Unicode, WordPress, Panther Server and BBEdit: UTF-8 with or without BOM

Posted by Pierre Igot in: Macintosh
September 27th, 2004 • 12:00 am

I am having fun these days developing and designing a web site powered by the WordPress blogging system. It’s working well for the most part.

Yesterday, however, I encounted a problem that might have left me stuck for a long time if I hadn’t developed a general awareness of potential Unicode-related issues over the years.

When setting up and designing this new web site, I made a conscious decision to use Unicode for character encoding. Previously, I had always designed web pages using ISO-Latin1 — but I figured it was time to put the new standard to the test. After all, Panther Server, WordPress, etc. were all tools that were supposed to fully support Unicode.

I am also using the latest version of BBEdit to develop my web pages — and BBEdit features built-in support for a variety of character encoding schemes, including several flavours of Unicode.

The key phrase here is several flavours. Unfortunately, the promise of one universal character encoding scheme that Unicode was supposed to fulfill has been marred, so far, by the fact that there are many flavours of Unicode: UTF-16, UTF-8, with BOM (Byte-Order Mark) or without BOM, etc.

So yesterday, I was busy customizing my WordPress files. Since this is a French-language web site that I am developing, I needed to be careful about accented characters and French punctuation issues. I had configured WordPress to use UTF-8 as the default character encoding for all pages.
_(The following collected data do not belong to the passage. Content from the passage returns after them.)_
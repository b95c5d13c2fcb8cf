//! Model-View-Intent (MVI) primitives.
//!
//! Every piece of mutable state in the application follows the same
//! unidirectional flow:
//!
//! ```text
//! Intent ──→ Reducer ──→ State ──→ View
//!    ↑                              │
//!    └──────────────────────────────┘
//! ```
//!
//! - **State**: immutable value describing everything a view needs
//! - **Intent**: user action or system event
//! - **Reducer**: pure function `(State, Intent) -> State`

mod intent;
mod reducer;
mod state;

pub use intent::Intent;
pub use reducer::Reducer;
pub use state::UiState;
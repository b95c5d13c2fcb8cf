//! Popup for adding an item.

use crate::config::AddQuantityPolicy;
use crate::ui::form::state::{FormField, FormFields};
use crate::ui::layout::centered_rect_by_size;
use crate::ui::theme::{ACCENT, ACTIVE_HIGHLIGHT, HEADER_TEXT, MUTED, POPUP_BORDER};
use ratatui::layout::{Position, Rect};
use ratatui::style::{Modifier, Style};
use ratatui::text::{Line, Span};
use ratatui::widgets::{Block, Borders, Clear, Paragraph};
use ratatui::Frame;

const DIALOG_WIDTH: u16 = 44;
const DIALOG_HEIGHT: u16 = 8;
const LABEL_WIDTH: usize = 10;

pub fn render_add_dialog(
    frame: &mut Frame,
    area: Rect,
    fields: &FormFields,
    policy: AddQuantityPolicy,
) {
    let area = centered_rect_by_size(area, DIALOG_WIDTH, DIALOG_HEIGHT);
    frame.render_widget(Clear, area);

    let hint = if !fields.can_submit() {
        "Enter a name and a quantity"
    } else if policy == AddQuantityPolicy::UseDefault {
        "Enter: Add  Esc: Cancel  (bad quantity → 1)"
    } else {
        "Enter: Add  Esc: Cancel"
    };

    let lines = vec![
        Line::from(""),
        field_line("Name", &fields.name, fields.focused == FormField::Name),
        field_line("Quantity", &fields.quantity, fields.focused == FormField::Quantity),
        Line::from(""),
        Line::from(Span::styled(format!(" {}", hint), Style::default().fg(MUTED))),
    ];

    let block = Block::default()
        .title(Span::styled(" Add item ", Style::default().fg(ACCENT)))
        .borders(Borders::ALL)
        .border_style(Style::default().fg(POPUP_BORDER));
    let inner = block.inner(area);
    frame.render_widget(Paragraph::new(lines).block(block), area);

    let (row, text) = match fields.focused {
        FormField::Name => (1, &fields.name),
        FormField::Quantity => (2, &fields.quantity),
    };
    let column = 1 + LABEL_WIDTH + text.chars().count();
    if inner.height > row && (column as u16) < inner.width {
        frame.set_cursor_position(Position::new(inner.x + column as u16, inner.y + row));
    }
}

fn field_line(label: &str, value: &str, focused: bool) -> Line<'static> {
    let value_style = if focused {
        Style::default()
            .fg(HEADER_TEXT)
            .bg(ACTIVE_HIGHLIGHT)
            .add_modifier(Modifier::BOLD)
    } else {
        Style::default().fg(HEADER_TEXT)
    };
    Line::from(vec![
        Span::styled(
            format!(" {:<width$}", format!("{}:", label), width = LABEL_WIDTH),
            Style::default().fg(MUTED),
        ),
        Span::styled(value.to_string(), value_style),
    ])
}
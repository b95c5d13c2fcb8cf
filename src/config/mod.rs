mod loader;
mod types;

pub use loader::ConfigError;
pub use types::{AddQuantityPolicy, Config, ListConfig, UiConfig};
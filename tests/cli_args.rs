//! Tests for CLI argument parsing against the built binary.
//!
//! Only paths that exit before the terminal UI starts are exercised here.

use std::fs;
use std::process::Command;
use tempfile::TempDir;

fn shoplist_cmd() -> Command {
    Command::new(env!("CARGO_BIN_EXE_shoplist"))
}

#[test]
fn test_help_lists_options() {
    let output = shoplist_cmd()
        .arg("--help")
        .output()
        .expect("Failed to execute command");

    assert!(output.status.success());
    let stdout = String::from_utf8_lossy(&output.stdout);
    assert!(stdout.contains("--config"));
    assert!(stdout.contains("--add-policy"));
    assert!(stdout.contains("--print-on-exit"));
}

#[test]
fn test_invalid_policy_is_usage_error() {
    let output = shoplist_cmd()
        .args(["--add-policy", "maybe"])
        .output()
        .expect("Failed to execute command");

    assert_eq!(output.status.code(), Some(2));
    let stderr = String::from_utf8_lossy(&output.stderr);
    assert!(stderr.contains("maybe"));
}

#[test]
fn test_broken_config_exits_with_error() {
    let temp_dir = TempDir::new().unwrap();
    let path = temp_dir.path().join("config.toml");
    fs::write(&path, "[ui\n").unwrap();

    let output = shoplist_cmd()
        .arg("--config")
        .arg(&path)
        .output()
        .expect("Failed to execute command");

    assert_eq!(output.status.code(), Some(1));
    let stderr = String::from_utf8_lossy(&output.stderr);
    assert!(stderr.contains("Error: Failed to load configuration"));
    assert!(stderr.contains("Failed to parse config file"));
}
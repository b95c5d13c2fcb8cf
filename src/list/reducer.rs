use crate::list::{Item, ItemId, ItemMode, ListIntent, ShoppingListState, DEFAULT_QUANTITY};
use crate::mvi::Reducer;

pub struct ListReducer;

impl Reducer for ListReducer {
    type State = ShoppingListState;
    type Intent = ListIntent;

    fn reduce(state: Self::State, intent: Self::Intent) -> Self::State {
        match intent {
            ListIntent::Add { name, quantity } => {
                if name.trim().is_empty() {
                    return state;
                }
                let ShoppingListState { mut items, next_id } = state;
                items.push(Item::new(ItemId(next_id), name, at_least_one(quantity)));
                ShoppingListState {
                    items,
                    next_id: next_id + 1,
                }
            }
            ListIntent::BeginEdit { id } => {
                let ShoppingListState { mut items, next_id } = state;
                for item in &mut items {
                    item.mode = if item.id == id {
                        ItemMode::Editing
                    } else {
                        ItemMode::Viewing
                    };
                }
                ShoppingListState { items, next_id }
            }
            ListIntent::CommitEdit { id, name, quantity } => {
                let ShoppingListState { mut items, next_id } = state;
                for item in &mut items {
                    item.mode = ItemMode::Viewing;
                }
                if let Some(item) = items.iter_mut().find(|item| item.id == id) {
                    item.name = name;
                    item.quantity = at_least_one(quantity);
                }
                ShoppingListState { items, next_id }
            }
            ListIntent::Delete { item } => {
                let ShoppingListState { mut items, next_id } = state;
                if let Some(index) = items.iter().position(|candidate| *candidate == item) {
                    items.remove(index);
                }
                ShoppingListState { items, next_id }
            }
        }
    }
}

/// Quantities are never zero; a zero from a typed caller becomes the default.
fn at_least_one(quantity: u32) -> u32 {
    if quantity == 0 {
        DEFAULT_QUANTITY
    } else {
        quantity
    }
}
After opening WordPress files in BBEdit, therefore, I made sure that I was saving them as UTF-8 files.

BBEdit offers two UTF-8 options: “UTF-8” and “UTF-8, no BOM“. Since I wasn’t sure which one to use, I selected the regular “UTF-8” one. There was nothing in the WordPress documentation that specified anything about the UTF-8 encoding.

And everything seemed to work fine. I added French text with accented characters to the files, and the French text was rendered properly in the web pages generated by WordPress.

And then I started customizing some WordPress files inside the “wp-includes” folder, which include bits of English here and there that I wanted to replace by their French equivalents. Here again, I made sure that I was saving the files with “UTF-8” encoding.

The web pages generated by WordPress still looked fine, and the bits of English that I had replaced with their French equivalents were rendered properly. But then I went to the blogging system’s admin pages to make some changes to some posts. And I was greeted with the following error message in Safari, in multiple copies:

Warning: Cannot modify header information – headers already sent by (output started at /Library/WebServer/Documents/wp-includes/locale.php:1) in /Library/WebServer/Documents/wp-login.php on line XX

Ooops. The whole admin side of things in WordPress was completely broken. I could no longer login, edit posts, or anything. And the error message given by WordPress wasn’t exactly helpful about the nature of the problem.

Since things had been working fine until then, including on the admin side, I immediately suspected that the source of the problems was the “wp-includes” files that I had just updated, especially since they were referred to in the error message (even though what the error message was saying about them was completely opaque to me). And because I am somewhat aware of possible Unicode issues, I immediately suspected that the problem had to do with the particular flavour of Unicode that I was using (even though the error message didn’t mention anything about character encoding).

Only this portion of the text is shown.